Saturday, 5 January 2008

Piers Corbyn is at it again

I had hoped that I could get through this month without referring to maverick weather forecaster Piers Corbyn. Fat chance! Having made some 'end of the World' type prophecies for December in the UK (which I'm glad to say didn't materialise) we now have a prediction for January: "The average temperature for January as a whole will be close to freezing: 0.8C (33.4F) at best."

First comment - what part of the UK are you referring to Piers? I can say with a fair degree of confidence that average temperature for the month in the Cairngorms will be lower than that in the Isles of Scilly. He is a little more specific about the lowest projected temperatures, talking about -17 degrees possible in the Midlands in a cold snap to come later this month. He will certainly need these sort of figures if his overall average is to be seen. At the moment things don't look good for him with another mild week in prospect. However a month is a very long time in terms of British weather and a short lived very cold snap is more than possible.
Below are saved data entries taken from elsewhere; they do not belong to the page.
//! OpenGL 3.3 core device
//!
//! Every `glow` call is unsafe because it talks to a raw driver context. The
//! invariant upheld throughout is the one [`GlDevice::from_loader`] asks the
//! caller for: the context is current on this thread and outlives the device.

#![allow(unsafe_code)]

use std::ffi::c_void;

use glow::HasContext;

use crate::foundation::math::Mat4;
use crate::render::resources::{
    MagFilter, MeshData, MinFilter, SamplingPolicy, ShaderStage, TextureData, Winding, WrapMode,
    COLOR_COMPONENTS, COLOR_LOCATION, POSITION_COMPONENTS, POSITION_LOCATION, TEXCOORD_COMPONENTS,
    TEXCOORD_LOCATION,
};

use super::{
    BufferId, DeviceResult, GraphicsDevice, MeshBuffers, ProgramId, StageId, TextureId, VertexArrayId,
};

/// [`GraphicsDevice`] backed by a `glow` OpenGL context
pub struct GlDevice {
    gl: glow::Context,
}

impl GlDevice {
    /// Wrap an existing `glow` context
    #[must_use]
    pub const fn new(gl: glow::Context) -> Self {
        Self { gl }
    }

    /// Load GL function pointers through the window system's loader
    ///
    /// # Safety
    /// A GL 3.3 core context must be current on the calling thread and stay
    /// alive, and current, for as long as the device is used.
    pub unsafe fn from_loader<F>(mut loader: F) -> Self
    where
        F: FnMut(&str) -> *const c_void,
    {
        let gl = glow::Context::from_loader_function(|name| loader(name));
        log::info!(
            "OpenGL {} on {}",
            gl.get_parameter_string(glow::VERSION),
            gl.get_parameter_string(glow::RENDERER)
        );
        Self { gl }
    }

    /// The underlying context
    #[must_use]
    pub const fn gl(&self) -> &glow::Context {
        &self.gl
    }

    fn upload_buffer(&self, target: u32, bytes: &[u8]) -> DeviceResult<glow::NativeBuffer> {
        unsafe {
            let buffer = self.gl.create_buffer()?;
            self.gl.bind_buffer(target, Some(buffer));
            self.gl.buffer_data_u8_slice(target, bytes, glow::STATIC_DRAW);
            Ok(buffer)
        }
    }

    fn attribute_buffer(&self, location: u32, components: usize, data: &[f32]) -> DeviceResult<glow::NativeBuffer> {
        let buffer = self.upload_buffer(glow::ARRAY_BUFFER, bytemuck::cast_slice(data))?;
        unsafe {
            self.gl
                .vertex_attrib_pointer_f32(location, components as i32, glow::FLOAT, false, 0, 0);
            self.gl.enable_vertex_attrib_array(location);
        }
        Ok(buffer)
    }

    fn delete_buffers(&self, buffers: &[glow::NativeBuffer]) {
        for &buffer in buffers {
            unsafe { self.gl.delete_buffer(buffer) };
        }
    }

    fn uniform_location(&self, program: ProgramId, name: &str) -> Option<glow::NativeUniformLocation> {
        unsafe { self.gl.get_uniform_location(glow::NativeProgram(program.0), name) }
    }
}

const fn stage_kind(stage: ShaderStage) -> u32 {
    match stage {
        ShaderStage::Vertex => glow::VERTEX_SHADER,
        ShaderStage::Fragment => glow::FRAGMENT_SHADER,
    }
}

const fn wrap_mode(wrap: WrapMode) -> i32 {
    match wrap {
        WrapMode::Repeat => glow::REPEAT as i32,
        WrapMode::ClampToEdge => glow::CLAMP_TO_EDGE as i32,
    }
}

const fn min_filter(filter: MinFilter) -> i32 {
    match filter {
        MinFilter::Nearest => glow::NEAREST as i32,
        MinFilter::NearestMipmapNearest => glow::NEAREST_MIPMAP_NEAREST as i32,
        MinFilter::Linear => glow::LINEAR as i32,
    }
}

const fn mag_filter(filter: MagFilter) -> i32 {
    match filter {
        MagFilter::Nearest => glow::NEAREST as i32,
        MagFilter::Linear => glow::LINEAR as i32,
    }
}

impl GraphicsDevice for GlDevice {
    fn compile_stage(&mut self, stage: ShaderStage, source: &str) -> DeviceResult<StageId> {
        unsafe {
            let shader = self.gl.create_shader(stage_kind(stage))?;
            self.gl.shader_source(shader, source);
            self.gl.compile_shader(shader);
            if !self.gl.get_shader_compile_status(shader) {
                let log = self.gl.get_shader_info_log(shader);
                self.gl.delete_shader(shader);
                return Err(log);
            }
            Ok(StageId(shader.0))
        }
    }

    fn link_program(&mut self, vertex: StageId, fragment: StageId) -> DeviceResult<ProgramId> {
        let vertex = glow::NativeShader(vertex.0);
        let fragment = glow::NativeShader(fragment.0);
        unsafe {
            let program = self.gl.create_program()?;
            self.gl.attach_shader(program, vertex);
            self.gl.attach_shader(program, fragment);
            self.gl.link_program(program);
            if !self.gl.get_program_link_status(program) {
                let log = self.gl.get_program_info_log(program);
                self.gl.delete_program(program);
                return Err(log);
            }
            Ok(ProgramId(program.0))
        }
    }

    fn delete_stage(&mut self, stage: StageId) {
        unsafe { self.gl.delete_shader(glow::NativeShader(stage.0)) };
    }

    fn delete_program(&mut self, program: ProgramId) {
        unsafe { self.gl.delete_program(glow::NativeProgram(program.0)) };
    }

    fn bind_sampler_unit(&mut self, program: ProgramId, name: &str, unit: u32) {
        let location = self.uniform_location(program, name);
        unsafe {
            self.gl.use_program(Some(glow::NativeProgram(program.0)));
            self.gl.uniform_1_i32(location.as_ref(), unit as i32);
            self.gl.use_program(None);
        }
    }

    fn upload_texture(&mut self, data: &TextureData<'_>, sampling: SamplingPolicy) -> DeviceResult<TextureId> {
        let width = i32::try_from(data.width).map_err(|e| e.to_string())?;
        let height = i32::try_from(data.height).map_err(|e| e.to_string())?;

        unsafe {
            let texture = self.gl.create_texture()?;
            self.gl.bind_texture(glow::TEXTURE_2D, Some(texture));

            let wrap = wrap_mode(sampling.wrap);
            self.gl.tex_parameter_i32(glow::TEXTURE_2D, glow::TEXTURE_WRAP_S, wrap);
            self.gl.tex_parameter_i32(glow::TEXTURE_2D, glow::TEXTURE_WRAP_T, wrap);
            self.gl
                .tex_parameter_i32(glow::TEXTURE_2D, glow::TEXTURE_MIN_FILTER, min_filter(sampling.min_filter));
            self.gl
                .tex_parameter_i32(glow::TEXTURE_2D, glow::TEXTURE_MAG_FILTER, mag_filter(sampling.mag_filter));

            self.gl.pixel_store_i32(glow::UNPACK_ALIGNMENT, 1);
            self.gl.tex_image_2d(
                glow::TEXTURE_2D,
                0,
                glow::RGBA8 as i32,
                width,
                height,
                0,
                glow::RGBA,
                glow::UNSIGNED_BYTE,
                Some(data.pixels),
            );
            if sampling.generate_mipmaps {
                self.gl.generate_mipmap(glow::TEXTURE_2D);
            }
            self.gl.bind_texture(glow::TEXTURE_2D, None);

            Ok(TextureId(texture.0))
        }
    }

    fn delete_texture(&mut self, texture: TextureId) {
        unsafe { self.gl.delete_texture(glow::NativeTexture(texture.0)) };
    }

    fn upload_mesh(&mut self, data: &MeshData<'_>) -> DeviceResult<MeshBuffers> {
        let vertex_array = unsafe {
            let vao = self.gl.create_vertex_array()?;
            self.gl.bind_vertex_array(Some(vao));
            vao
        };

        let mut created = Vec::with_capacity(4);
        let result = (|| {
            let positions = self.attribute_buffer(POSITION_LOCATION, POSITION_COMPONENTS, data.positions)?;
            created.push(positions);

            let colors = match data.colors {
                Some(colors) => {
                    let buffer = self.attribute_buffer(COLOR_LOCATION, COLOR_COMPONENTS, colors)?;
                    created.push(buffer);
                    Some(buffer)
                }
                None => None,
            };
            let uvs = match data.uvs {
                Some(uvs) => {
                    let buffer = self.attribute_buffer(TEXCOORD_LOCATION, TEXCOORD_COMPONENTS, uvs)?;
                    created.push(buffer);
                    Some(buffer)
                }
                None => None,
            };

            // Bound while the vertex array is, so the array records it.
            let indices = self.upload_buffer(glow::ELEMENT_ARRAY_BUFFER, bytemuck::cast_slice(data.indices))?;
            created.push(indices);

            Ok::<_, String>(MeshBuffers {
                vertex_array: VertexArrayId(vertex_array.0),
                positions: BufferId(positions.0),
                colors: colors.map(|b| BufferId(b.0)),
                uvs: uvs.map(|b| BufferId(b.0)),
                indices: BufferId(indices.0),
            })
        })();

        unsafe {
            self.gl.bind_vertex_array(None);
            self.gl.bind_buffer(glow::ARRAY_BUFFER, None);
        }

        if result.is_err() {
            self.delete_buffers(&created);
            unsafe { self.gl.delete_vertex_array(vertex_array) };
        }
        result
    }

    fn delete_mesh(&mut self, buffers: &MeshBuffers) {
        let owned: Vec<_> = [Some(buffers.positions), buffers.colors, buffers.uvs, Some(buffers.indices)]
            .into_iter()
            .flatten()
            .map(|b| glow::NativeBuffer(b.0))
            .collect();
        self.delete_buffers(&owned);
        unsafe {
            self.gl
                .delete_vertex_array(glow::NativeVertexArray(buffers.vertex_array.0));
        }
    }

    fn set_viewport(&mut self, width: u32, height: u32) {
        unsafe { self.gl.viewport(0, 0, width as i32, height as i32) };
    }

    fn clear(&mut self, color: [f32; 4]) {
        let [r, g, b, a] = color;
        unsafe {
            self.gl.clear_color(r, g, b, a);
            self.gl.clear(glow::COLOR_BUFFER_BIT | glow::DEPTH_BUFFER_BIT);
        }
    }

    fn set_depth_test(&mut self, enabled: bool) {
        unsafe {
            if enabled {
                self.gl.enable(glow::DEPTH_TEST);
            } else {
                self.gl.disable(glow::DEPTH_TEST);
            }
        }
    }

    fn set_face_culling(&mut self, enabled: bool) {
        unsafe {
            if enabled {
                self.gl.enable(glow::CULL_FACE);
            } else {
                self.gl.disable(glow::CULL_FACE);
            }
        }
    }

    fn use_program(&mut self, program: ProgramId) {
        unsafe { self.gl.use_program(Some(glow::NativeProgram(program.0))) };
    }

    fn set_uniform_mat4(&mut self, program: ProgramId, name: &str, value: &Mat4) {
        let location = self.uniform_location(program, name);
        if location.is_none() {
            log::trace!("uniform {name} not active in program {}", program.get());
            return;
        }
        unsafe {
            self.gl
                .uniform_matrix_4_f32_slice(location.as_ref(), false, value.as_slice());
        }
    }

    fn bind_texture(&mut self, unit: u32, texture: TextureId) {
        unsafe {
            self.gl.active_texture(glow::TEXTURE0 + unit);
            self.gl
                .bind_texture(glow::TEXTURE_2D, Some(glow::NativeTexture(texture.0)));
        }
    }

    fn bind_mesh(&mut self, vertex_array: VertexArrayId) {
        unsafe {
            self.gl
                .bind_vertex_array(Some(glow::NativeVertexArray(vertex_array.0)));
        }
    }

    fn set_front_face(&mut self, winding: Winding) {
        let mode = match winding {
            Winding::Clockwise => glow::CW,
            Winding::CounterClockwise => glow::CCW,
        };
        unsafe { self.gl.front_face(mode) };
    }

    fn draw_elements(&mut self, count: u32) {
        unsafe {
            self.gl
                .draw_elements(glow::TRIANGLES, count as i32, glow::UNSIGNED_INT, 0);
        }
    }

    fn present(&mut self) {
        unsafe { self.gl.flush() };
    }
}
I don't unreservedly condemn the techniques used by Piers, although it would help if he was to explain them in some detail and encourage independent verification. For instance his saying that we weren't going to have a boiling hot summer in 2007 was fair comment; the fact that the jet stream was so far south last summer resulting in so much rain over England especially may well have something to do with solar activity. That doesn't sound unreasonable. But it's his predictions of apocalyptic storms that is getting to me. Piers makes predictions from a very long time ahead, something conventional meteorologists would never do. So why do I have so little faith in him? Here are my reasons in summary:
  • So far as I know he hasn't presented his techniques to anyone for independent review. I know this is difficult because of his commercial interests.
  • Although making predictions sometimes months in advance he will wait till a very few days before the significant weather event and make noticeable adjustments to his forecast e.g. he will revise the timing by several days or move the path of a storm to a different latitude. In other words he is turning a very long range forecast to a very short one. He can't have it both ways - he shouldn't be so specific in his time envelope or location if his forecasts have to be tinkered with in the way they have been to try and gain credence.
  • When things go wrong he doesn't like to hold his hands up and admit a mistake.
  • It may be that some of his predictions in broad brush terms have a semblance of truth in them but none of his many apocalyptic predictions have come to pass. But I suppose if he keeps trying it will happen eventually.
  • His press releases from someone who is supposed to have a scientific background are some of the worst I've seen. I've noted comments that newspapers such as 'The Daily Express' have added their own measure of hype to his prognostications. However when you read on the internet some of Corbyn's output in his releases well he can put a tabloid to shame. His selection of words and use of varying font sizes and colours doesn't accord with my idea of a calm rational scientist, in fact his outpourings just shriek at you.
I think that Piers is in the last chance saloon if he wishes to gain any respect for his ideas. If we don't get a really cold spell later this month then any credibility he might have will disappear.